Sabtu 08 Nov 2014 08:34 WIB

Pihak Bertikai di Sudan Selatan Diminta Berhenti Perang

Peta wilayah Sudan Selatan
Foto: IST
Peta wilayah Sudan Selatan

REPUBLIKA.CO.ID, ADDIS ABABA -- Presiden Sudan Selatan dan kepala pemberontak negara itu terkunci dalam hari kedua pembicaraan pada Jumat (7/11), di bawah tekanan dari para pemimpin regional untuk mengakhiri perang saudara yang telah berlangsung hampir 11-bulan.

Presiden Salva Kiir dan wakil presiden yang digulingkan Riek Machar bertemu di Addis Ababa, dengan Perdana Menteri Ethiopia Hailemariam Desalgen serta Presiden Kenya Uhuru Kenyatta memimpin tekanan terbaru untuk perdamaian itu.

Para pemimpin Afrika Timur telah semakin tidak sabar dengan pertikaian antara kedua pihak tersebut, pembicaraan lambat bergerak dan pelanggaran berulang beberapa kali sebelum penawaran gencatan senjata, dan mengatakan kepada mereka agar "datang dengan hati-sanubari mereka".

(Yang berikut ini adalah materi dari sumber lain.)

//! Batch processing command for multiple documents.

use std::collections::HashSet;
use std::fs;
use std::path::{Path, PathBuf};
use std::sync::Arc;
use std::time::Instant;

use clap::Args;
use console::style;
use glob::glob;
use indicatif::{ProgressBar, ProgressStyle};
use tracing::{debug, warn};

use fieldscan_core::models::{BatchReport, DocumentOutcome};
use fieldscan_core::schema::FieldSchema;
use fieldscan_core::{BatchRunner, CancellationToken, Extractor};

use super::process::{self, OutputFormat};
use super::source::{self, FileSource};

/// Arguments for the batch command.
#[derive(Args)]
pub struct BatchArgs {
    /// Glob pattern for input files
    #[arg(required = true)]
    input: String,

    /// Output directory for per-document results
    #[arg(short, long)]
    output_dir: Option<PathBuf>,

    /// Output format for each document
    #[arg(short, long, value_enum, default_value = "json")]
    format: OutputFormat,

    /// Also write a per-field summary CSV
    #[arg(long)]
    summary: bool,

    /// Number of parallel workers (overrides config)
    #[arg(short = 'j', long)]
    jobs: Option<usize>,

    /// Per-document time bound in milliseconds (overrides config)
    #[arg(long)]
    timeout_ms: Option<u64>,
}

pub async fn run(
    args: BatchArgs,
    config_path: Option<&str>,
    schema_path: Option<&Path>,
) -> anyhow::Result<()> {
    let start = Instant::now();

    let mut config = source::load_config(config_path)?;
    if let Some(jobs) = args.jobs {
        config.batch.jobs = jobs;
    }
    if let Some(timeout_ms) = args.timeout_ms {
        config.batch.document_timeout_ms = timeout_ms;
    }
    let schema = source::load_schema(schema_path, &config)?;

    let files: Vec<PathBuf> = glob(&args.input)?
        .filter_map(|r| r.ok())
        .filter(|p| p.is_file() && source::is_supported(p))
        .collect();

    if files.is_empty() {
        anyhow::bail!("No matching files found for pattern: {}", args.input);
    }

    println!(
        "{} Found {} files to process",
        style("ℹ").blue(),
        files.len()
    );

    if let Some(ref output_dir) = args.output_dir {
        fs::create_dir_all(output_dir)?;
    }

    let sources: Vec<FileSource> = files.into_iter().map(FileSource::new).collect();

    let extractor = Arc::new(Extractor::new(schema.clone(), config.extraction.clone()));
    let token = CancellationToken::new();
    let runner = BatchRunner::new(extractor, &config.batch).with_cancellation(token.clone());

    let watcher = tokio::spawn({
        let token = token.clone();
        async move {
            if tokio::signal::ctrl_c().await.is_ok() {
                warn!("Interrupted, finishing documents in flight");
                token.cancel();
            }
        }
    });

    let pb = ProgressBar::new(sources.len() as u64);
    pb.set_style(
        ProgressStyle::default_bar()
            .template(
                "{spinner:.green} [{elapsed_precise}] [{bar:40.cyan/blue}] {pos}/{len} files",
            )?
            .progress_chars("=>-"),
    );

    let report = {
        let pb = pb.clone();
        tokio::task::spawn_blocking(move || runner.run_with_progress(&sources, |_| pb.inc(1)))
            .await??
    };
    watcher.abort();

    pb.finish_with_message("Complete");

    if let Some(ref output_dir) = args.output_dir {
        write_outputs(&report, &schema, output_dir, args.format)?;
    }

    if args.summary {
        let summary_path = args
            .output_dir
            .as_ref()
            .map(|d| d.join("summary.csv"))
            .unwrap_or_else(|| PathBuf::from("summary.csv"));

        write_summary(&summary_path, &report)?;
        println!(
            "{} Summary written to {}",
            style("✓").green(),
            summary_path.display()
        );
    }

    println!();
    println!(
        "{} Processed {} files in {:?}",
        style("✓").green(),
        report.documents.len(),
        start.elapsed()
    );
    println!(
        "   {} extracted, {} failed, {} cancelled",
        style(report.extracted).green(),
        style(report.failed).red(),
        style(report.cancelled).yellow()
    );

    let failed: Vec<_> = report
        .documents
        .iter()
        .filter_map(|d| match &d.outcome {
            DocumentOutcome::Failed { reason } => Some((&d.document, reason)),
            _ => None,
        })
        .collect();

    if !failed.is_empty() {
        println!();
        println!("{}", style("Failed files:").red());
        for (document, reason) in failed {
            println!("  - {}: {}", document, reason);
        }
    }

    if report.was_cancelled() {
        anyhow::bail!(
            "Batch cancelled; {} documents were not processed",
            report.cancelled
        );
    }

    Ok(())
}

fn write_outputs(
    report: &BatchReport,
    schema: &FieldSchema,
    output_dir: &Path,
    format: OutputFormat,
) -> anyhow::Result<()> {
    let mut names = OutputNames::default();
    for doc in &report.documents {
        let Some(result) = doc.outcome.result() else {
            continue;
        };

        let output_name = names.claim(&doc.document, format.extension());
        let output_path = output_dir.join(output_name);

        let content = process::format_result(&doc.document, result, schema, format, false)?;
        fs::write(&output_path, content)?;
        debug!("Wrote output to {}", output_path.display());
    }
    Ok(())
}

/// Hands out one output file name per document, unique within a batch.
#[derive(Default)]
struct OutputNames {
    used: HashSet<String>,
}

impl OutputNames {
    /// `<stem>.<ext>`, or `<stem>-N.<ext>` when an earlier document took the stem.
    fn claim(&mut self, document: &str, extension: &str) -> String {
        let stem = Path::new(document)
            .file_stem()
            .and_then(|s| s.to_str())
            .unwrap_or("document");

        let mut name = format!("{}.{}", stem, extension);
        let mut n = 1;
        // Case-insensitive filesystems treat A.json and a.json as one file.
        while !self.used.insert(name.to_lowercase()) {
            n += 1;
            name = format!("{}-{}.{}", stem, n, extension);
        }
        if n > 1 {
            warn!("Output name for {} taken, writing {}", document, name);
        }
        name
    }
}

fn write_summary(path: &Path, report: &BatchReport) -> anyhow::Result<()> {
    let mut wtr = csv::Writer::from_path(path)?;

    wtr.write_record([
        "field",
        "found",
        "missing",
        "found_rate",
        "average_confidence",
        "min_confidence",
        "max_confidence",
    ])?;

    for (field, stats) in &report.fields {
        wtr.write_record([
            field.as_str(),
            &stats.found.to_string(),
            &stats.missing.to_string(),
            &format!("{:.2}", stats.found_rate()),
            &format!("{:.2}", stats.average_confidence),
            &stats.min_confidence.map(|c| format!("{:.2}", c)).unwrap_or_default(),
            &stats.max_confidence.map(|c| format!("{:.2}", c)).unwrap_or_default(),
        ])?;
    }

    wtr.flush()?;
    Ok(())
}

Dewan Keamanan PBB juga memperingatkan pekan ini dari kemungkinan sanksi atas pertempuran itu, yang telah menyebabkan puluhan ribu orang tewas dan memaksa hampir dua juta orang lainnya mengungsi.

"Ini adalah tempat yang sulit di mana kita berada, tetapi kita harapkan hasilnya, positif," kata Menteri Luar Negeri Kenya, Amina Mohamed, dalam sebuah pernyataan singkat.

Diplomat Kenya mengatakan Kiir, Machar dan mediator regional bertemu selama lebih dari 12 jam pada Kamis, dan bahwa pembicaraan telah dilanjutkan secara tertutup pada Jumat.

Para diplomat yang mencoba untuk menengahi kesepakatan perdamaian tampaknya letih oleh proses, dan pada Kamis perdana menteri Ethiopia mengeluh bahwa "tampanya hanya ada sedikit nafsu makan untuk perdamaian ".

"Kesabaran masyarakat internasional makin tipis dan mudah-mudahan tidak hilang di kedua sisi," kata Hailemariam.

Perang pecah pada Desember tahun lalu, ketika Kiir menuduh wakilnya Machar dipecat karena mencoba melakukan kudeta, dengan perluasan kekerasan menjadi konflik etnis dan sekarang termasuk lebih dari 20 kelompok bersenjata yang berbeda terlibat.

Kiir dan Machar bertemu bulan lalu di Tanzania, berjabat tangan dan menerima tanggung jawab bersama atas perang, yang telah ditandai dengan pelanggaran hak asasi manusia yang luas dan kekejaman oleh kedua belah pihak.

Itu pertemuan pertama mereka sejak mereka menandatangani gencatan senjata pada Agustus, yang, seperti tiga perjanjian sebelumnya, dengan cepat runtuh.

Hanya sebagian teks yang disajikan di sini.